Die mit Abstand populärste Trendprognose der Wohntextilien – Branche ist die der alljährlich stattfindenden Heimtextilmesse in Frankfurt. In einer großen Halle, dem sog. „Theme Park“, zeigt die Heimtextil aktuelle Modeentwicklungen. Von neuartigen Stoffen und Farbkompositionen, über Tische mit themenbezogenen Assemblagen, interaktiven Druckmaschinen und digitalen Erlebnisstationen ist alles vertreten. Diese fassbar gemachte Trendwelt wird fast ein Jahr lang von Designern in Teamarbeit entwickelt. Das Einzige, was wirklich jedes Jahr gleicht bleibt, ist die verblüffende nahezu magische Anzahl der Trendthemen: nämlich 4 und das Fotografie – Verbot.

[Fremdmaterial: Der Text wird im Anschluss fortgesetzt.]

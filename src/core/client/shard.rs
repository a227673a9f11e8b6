// src/core/client/shard.rs

use crate::core::KeyscopeError;
use crate::core::protocol::{Cmd, RespFrame};
use async_trait::async_trait;
use std::fmt;
use std::sync::Arc;

/// One independently addressable node of a store: the single server in
/// standalone mode, or one primary in cluster mode.
///
/// Implementations must be safe to share between concurrent shard workers.
#[async_trait]
pub trait Shard: Send + Sync + fmt::Debug {
    /// The `host:port` identifying this shard. Cursor state is keyed by it.
    fn addr(&self) -> &str;

    /// Sends every command in one round trip and returns one reply per
    /// command, in request order. Error replies for individual commands are
    /// returned as `RespFrame::Error`; only a failure of the round trip itself
    /// is returned as `Err`.
    async fn pipeline(&self, cmds: Vec<Cmd>) -> Result<Vec<RespFrame>, KeyscopeError>;

    /// Sends one command and returns its reply, with error replies mapped to
    /// `KeyscopeError::Server`.
    async fn query(&self, cmd: Cmd) -> Result<RespFrame, KeyscopeError> {
        let name = cmd.name();
        self.pipeline(vec![cmd])
            .await?
            .pop()
            .ok_or_else(|| KeyscopeError::Transport(format!("no reply to {name}")))?
            .into_result()
    }

    /// Releases the underlying resources. Later calls fail with `Closed`.
    async fn close(&self) -> Result<(), KeyscopeError>;
}

pub type ShardRef = Arc<dyn Shard>;
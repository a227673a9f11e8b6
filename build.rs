// build.rs

use std::env;

fn main() {
    let version = env::var("KEYSCOPE_VERSION")
        .unwrap_or_else(|_| env::var("CARGO_PKG_VERSION").unwrap_or_else(|_| "dev".to_string()));

    println!("cargo:rustc-env=CARGO_PKG_VERSION={version}");
    println!("cargo:rerun-if-env-changed=KEYSCOPE_VERSION");
}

Edit Heimtextilmesse 2020: Es durfte fotografiert werden!

Die magische 4 bedeutet zudem die immer gleiche Einteilung in die Bereiche: Symbiose Mensch und Natur, technische Entwicklung  der Branche, Erforschung der Umwelt und des ganzen Universums und kulturelle Entwicklung der Menschheit. Das ganze wird neben Formbezügen auch in Farbwelten und Materialien visualisiert. Jedes Jahr das gleiche und immer wieder neu. Da stellt man sich doch die Frage:

Was bewegt uns?

Eigentlich sind diese Trend – Themen ganz logisch motivierte Unterteilungen. Wir stellen uns als Mensch in die Mitte des Seins und betrachten unsere Umwelt. Neue technische Entwicklungen innerhalb der Textilbranche bringen uns immer neue gestalterische Impulse. Zum Beispiel beim Digitaldruck lassen uns immer effektiver arbeitende Mechanismen, immer schneller Neues auf den Markt bringen. Es ist also natürlich, dass auch Trends mit dieser Technisierung noch schneller verbreitet werden und deren Lebenszyklus kürzer wird. Social Media und die digitale Vernetzung ermöglicht zu dem nicht nur die Bewerbung von neuen Produkten und Trends, sondern auch die Zusammenarbeit von Gestaltern untereinander. Durch den direkten Austausch von Kollegen und Konsumenten, kann ich Wünsche und Meinungen in den Herstellungsprozess einfließen lassen.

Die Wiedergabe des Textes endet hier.